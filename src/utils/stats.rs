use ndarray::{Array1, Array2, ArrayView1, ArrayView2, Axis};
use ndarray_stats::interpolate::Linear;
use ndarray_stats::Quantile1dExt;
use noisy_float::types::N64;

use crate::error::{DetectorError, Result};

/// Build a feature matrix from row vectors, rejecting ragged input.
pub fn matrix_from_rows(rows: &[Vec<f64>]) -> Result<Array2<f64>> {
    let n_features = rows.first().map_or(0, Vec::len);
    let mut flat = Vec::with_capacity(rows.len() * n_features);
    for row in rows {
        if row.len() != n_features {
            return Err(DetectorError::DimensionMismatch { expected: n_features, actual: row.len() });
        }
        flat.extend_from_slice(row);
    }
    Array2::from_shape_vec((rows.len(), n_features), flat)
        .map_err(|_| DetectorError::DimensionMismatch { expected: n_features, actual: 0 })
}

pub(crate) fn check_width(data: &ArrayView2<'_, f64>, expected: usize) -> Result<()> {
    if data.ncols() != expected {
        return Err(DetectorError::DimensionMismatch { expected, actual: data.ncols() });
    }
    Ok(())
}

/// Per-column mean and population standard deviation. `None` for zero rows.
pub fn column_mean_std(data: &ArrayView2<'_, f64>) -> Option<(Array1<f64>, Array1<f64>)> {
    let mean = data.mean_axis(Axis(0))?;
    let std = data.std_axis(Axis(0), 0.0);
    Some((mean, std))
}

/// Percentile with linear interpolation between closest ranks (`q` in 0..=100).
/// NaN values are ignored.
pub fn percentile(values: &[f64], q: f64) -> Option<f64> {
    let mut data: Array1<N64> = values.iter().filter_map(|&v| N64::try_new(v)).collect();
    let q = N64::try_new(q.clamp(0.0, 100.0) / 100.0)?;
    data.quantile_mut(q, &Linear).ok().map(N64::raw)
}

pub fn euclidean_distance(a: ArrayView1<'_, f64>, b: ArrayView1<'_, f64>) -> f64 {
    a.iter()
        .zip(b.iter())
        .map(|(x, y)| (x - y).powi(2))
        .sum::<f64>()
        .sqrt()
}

= = = =

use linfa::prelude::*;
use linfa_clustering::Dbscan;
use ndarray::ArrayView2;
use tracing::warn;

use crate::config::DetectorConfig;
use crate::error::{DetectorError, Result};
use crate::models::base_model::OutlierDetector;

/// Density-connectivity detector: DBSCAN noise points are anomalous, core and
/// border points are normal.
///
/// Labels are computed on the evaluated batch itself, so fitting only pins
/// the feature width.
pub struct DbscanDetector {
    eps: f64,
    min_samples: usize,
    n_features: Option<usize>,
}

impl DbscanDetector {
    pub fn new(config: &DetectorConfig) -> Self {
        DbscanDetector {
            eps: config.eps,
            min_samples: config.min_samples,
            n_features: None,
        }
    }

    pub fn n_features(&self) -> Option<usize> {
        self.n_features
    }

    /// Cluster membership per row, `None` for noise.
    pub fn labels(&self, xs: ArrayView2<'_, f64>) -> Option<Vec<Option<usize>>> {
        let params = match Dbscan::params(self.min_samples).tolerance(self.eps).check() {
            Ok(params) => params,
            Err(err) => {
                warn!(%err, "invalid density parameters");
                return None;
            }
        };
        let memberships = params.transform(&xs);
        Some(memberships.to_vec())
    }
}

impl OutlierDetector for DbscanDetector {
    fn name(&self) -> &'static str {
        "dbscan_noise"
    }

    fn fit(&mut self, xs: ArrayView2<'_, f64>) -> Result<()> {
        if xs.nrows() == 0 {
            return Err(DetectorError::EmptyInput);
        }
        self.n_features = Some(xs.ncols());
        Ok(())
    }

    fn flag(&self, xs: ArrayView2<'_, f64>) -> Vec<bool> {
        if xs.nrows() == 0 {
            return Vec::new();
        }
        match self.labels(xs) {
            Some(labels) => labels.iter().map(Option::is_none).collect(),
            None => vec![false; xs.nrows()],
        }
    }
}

= = = =

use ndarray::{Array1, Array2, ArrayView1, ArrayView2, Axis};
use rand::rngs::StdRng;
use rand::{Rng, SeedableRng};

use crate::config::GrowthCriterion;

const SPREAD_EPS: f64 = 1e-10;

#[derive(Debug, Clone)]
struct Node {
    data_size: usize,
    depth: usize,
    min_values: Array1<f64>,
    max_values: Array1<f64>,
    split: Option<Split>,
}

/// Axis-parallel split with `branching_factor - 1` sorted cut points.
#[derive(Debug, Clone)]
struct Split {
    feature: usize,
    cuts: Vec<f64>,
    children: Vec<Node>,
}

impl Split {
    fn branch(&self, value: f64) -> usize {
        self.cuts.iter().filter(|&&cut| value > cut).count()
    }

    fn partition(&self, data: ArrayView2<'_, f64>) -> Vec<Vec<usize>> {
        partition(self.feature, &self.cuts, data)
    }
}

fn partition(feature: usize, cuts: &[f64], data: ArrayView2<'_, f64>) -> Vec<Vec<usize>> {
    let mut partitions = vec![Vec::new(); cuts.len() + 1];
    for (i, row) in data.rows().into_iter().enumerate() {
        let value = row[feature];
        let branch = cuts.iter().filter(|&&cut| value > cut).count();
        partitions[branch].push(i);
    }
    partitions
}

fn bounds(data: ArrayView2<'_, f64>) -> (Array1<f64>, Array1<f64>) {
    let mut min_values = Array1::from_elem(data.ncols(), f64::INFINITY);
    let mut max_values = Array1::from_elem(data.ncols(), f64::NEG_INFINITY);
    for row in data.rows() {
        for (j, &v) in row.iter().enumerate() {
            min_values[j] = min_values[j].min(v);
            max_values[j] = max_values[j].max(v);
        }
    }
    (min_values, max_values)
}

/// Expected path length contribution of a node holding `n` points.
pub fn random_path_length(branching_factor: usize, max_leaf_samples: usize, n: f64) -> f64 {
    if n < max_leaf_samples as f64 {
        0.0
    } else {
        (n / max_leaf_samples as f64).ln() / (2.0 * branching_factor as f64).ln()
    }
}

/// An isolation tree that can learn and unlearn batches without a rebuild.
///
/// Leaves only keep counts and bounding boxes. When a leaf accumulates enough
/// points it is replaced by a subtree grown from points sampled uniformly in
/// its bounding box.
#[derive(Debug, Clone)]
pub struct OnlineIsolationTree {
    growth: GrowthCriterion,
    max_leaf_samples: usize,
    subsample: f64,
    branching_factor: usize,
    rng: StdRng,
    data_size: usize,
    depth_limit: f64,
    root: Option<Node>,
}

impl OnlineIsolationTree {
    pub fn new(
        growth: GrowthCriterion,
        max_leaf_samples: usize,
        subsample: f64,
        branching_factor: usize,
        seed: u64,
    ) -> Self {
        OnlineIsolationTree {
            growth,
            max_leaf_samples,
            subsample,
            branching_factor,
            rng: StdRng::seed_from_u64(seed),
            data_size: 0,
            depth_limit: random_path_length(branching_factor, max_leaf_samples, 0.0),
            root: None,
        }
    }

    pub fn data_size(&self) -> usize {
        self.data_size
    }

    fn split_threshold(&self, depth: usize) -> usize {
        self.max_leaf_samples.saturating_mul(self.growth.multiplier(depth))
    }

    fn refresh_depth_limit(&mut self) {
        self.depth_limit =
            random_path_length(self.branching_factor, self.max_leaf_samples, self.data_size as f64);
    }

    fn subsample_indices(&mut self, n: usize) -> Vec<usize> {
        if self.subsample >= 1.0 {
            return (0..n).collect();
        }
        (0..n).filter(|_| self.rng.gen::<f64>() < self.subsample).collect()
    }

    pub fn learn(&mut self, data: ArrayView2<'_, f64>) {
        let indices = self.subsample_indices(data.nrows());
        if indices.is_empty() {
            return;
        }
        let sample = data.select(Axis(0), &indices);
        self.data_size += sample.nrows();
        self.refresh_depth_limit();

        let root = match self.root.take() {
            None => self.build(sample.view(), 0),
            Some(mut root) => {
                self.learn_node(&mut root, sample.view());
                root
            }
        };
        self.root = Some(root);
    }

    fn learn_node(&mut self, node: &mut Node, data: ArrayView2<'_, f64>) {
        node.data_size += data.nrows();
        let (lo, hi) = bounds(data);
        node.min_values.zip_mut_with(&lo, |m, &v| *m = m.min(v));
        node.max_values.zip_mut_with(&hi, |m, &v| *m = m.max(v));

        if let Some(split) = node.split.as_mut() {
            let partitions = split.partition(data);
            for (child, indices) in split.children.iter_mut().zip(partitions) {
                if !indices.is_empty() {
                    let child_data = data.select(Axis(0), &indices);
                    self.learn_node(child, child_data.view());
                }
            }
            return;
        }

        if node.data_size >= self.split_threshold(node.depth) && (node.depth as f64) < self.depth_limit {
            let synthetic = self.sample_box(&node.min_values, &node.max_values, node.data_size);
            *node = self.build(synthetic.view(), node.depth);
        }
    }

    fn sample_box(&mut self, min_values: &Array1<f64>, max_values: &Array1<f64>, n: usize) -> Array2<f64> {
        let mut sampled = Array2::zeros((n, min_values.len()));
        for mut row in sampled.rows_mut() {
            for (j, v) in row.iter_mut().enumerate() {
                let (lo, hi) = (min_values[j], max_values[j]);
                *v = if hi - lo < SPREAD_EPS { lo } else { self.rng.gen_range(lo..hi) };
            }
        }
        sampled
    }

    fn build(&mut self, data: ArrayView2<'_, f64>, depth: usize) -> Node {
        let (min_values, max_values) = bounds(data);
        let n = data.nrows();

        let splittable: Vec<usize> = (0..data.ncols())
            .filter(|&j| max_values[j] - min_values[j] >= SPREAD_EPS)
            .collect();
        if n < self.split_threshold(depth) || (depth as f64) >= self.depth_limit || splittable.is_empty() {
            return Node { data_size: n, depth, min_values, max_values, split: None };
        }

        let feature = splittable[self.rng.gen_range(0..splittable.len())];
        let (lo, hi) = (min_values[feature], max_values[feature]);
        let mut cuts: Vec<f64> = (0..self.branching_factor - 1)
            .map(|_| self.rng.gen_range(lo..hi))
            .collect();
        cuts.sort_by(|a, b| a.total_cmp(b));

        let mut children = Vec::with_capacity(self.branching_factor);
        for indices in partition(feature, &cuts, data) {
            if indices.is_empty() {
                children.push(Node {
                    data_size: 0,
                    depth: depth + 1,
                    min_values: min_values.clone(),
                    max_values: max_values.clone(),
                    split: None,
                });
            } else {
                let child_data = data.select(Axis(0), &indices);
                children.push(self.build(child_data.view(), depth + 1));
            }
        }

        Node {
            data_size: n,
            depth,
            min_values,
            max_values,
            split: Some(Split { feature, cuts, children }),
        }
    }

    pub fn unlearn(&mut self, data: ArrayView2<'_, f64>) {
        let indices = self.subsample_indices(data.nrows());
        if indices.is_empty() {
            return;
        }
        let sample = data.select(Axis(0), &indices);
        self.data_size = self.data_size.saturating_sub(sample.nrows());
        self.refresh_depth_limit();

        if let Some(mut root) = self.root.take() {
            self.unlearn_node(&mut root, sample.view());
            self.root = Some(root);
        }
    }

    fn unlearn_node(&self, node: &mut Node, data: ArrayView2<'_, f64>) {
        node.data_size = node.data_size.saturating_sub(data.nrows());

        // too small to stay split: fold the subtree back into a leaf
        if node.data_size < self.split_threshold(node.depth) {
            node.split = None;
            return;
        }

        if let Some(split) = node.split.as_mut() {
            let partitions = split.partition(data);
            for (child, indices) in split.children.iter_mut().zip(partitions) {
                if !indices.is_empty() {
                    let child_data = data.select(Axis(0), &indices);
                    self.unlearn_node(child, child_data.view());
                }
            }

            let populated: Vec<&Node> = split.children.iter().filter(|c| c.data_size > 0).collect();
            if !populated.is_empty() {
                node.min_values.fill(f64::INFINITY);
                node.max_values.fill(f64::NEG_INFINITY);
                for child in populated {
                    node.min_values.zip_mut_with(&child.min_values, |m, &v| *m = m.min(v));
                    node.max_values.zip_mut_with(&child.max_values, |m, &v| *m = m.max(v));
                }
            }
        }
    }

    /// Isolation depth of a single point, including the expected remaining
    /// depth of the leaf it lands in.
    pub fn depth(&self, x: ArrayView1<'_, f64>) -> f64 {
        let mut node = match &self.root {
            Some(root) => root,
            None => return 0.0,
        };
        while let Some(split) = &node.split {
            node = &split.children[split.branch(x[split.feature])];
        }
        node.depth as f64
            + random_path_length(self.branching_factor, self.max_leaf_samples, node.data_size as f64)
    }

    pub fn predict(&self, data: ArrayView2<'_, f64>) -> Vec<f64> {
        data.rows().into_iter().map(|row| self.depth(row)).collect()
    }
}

= = = =

Say how many lines above contain the string "Result". Answer with the number only.

5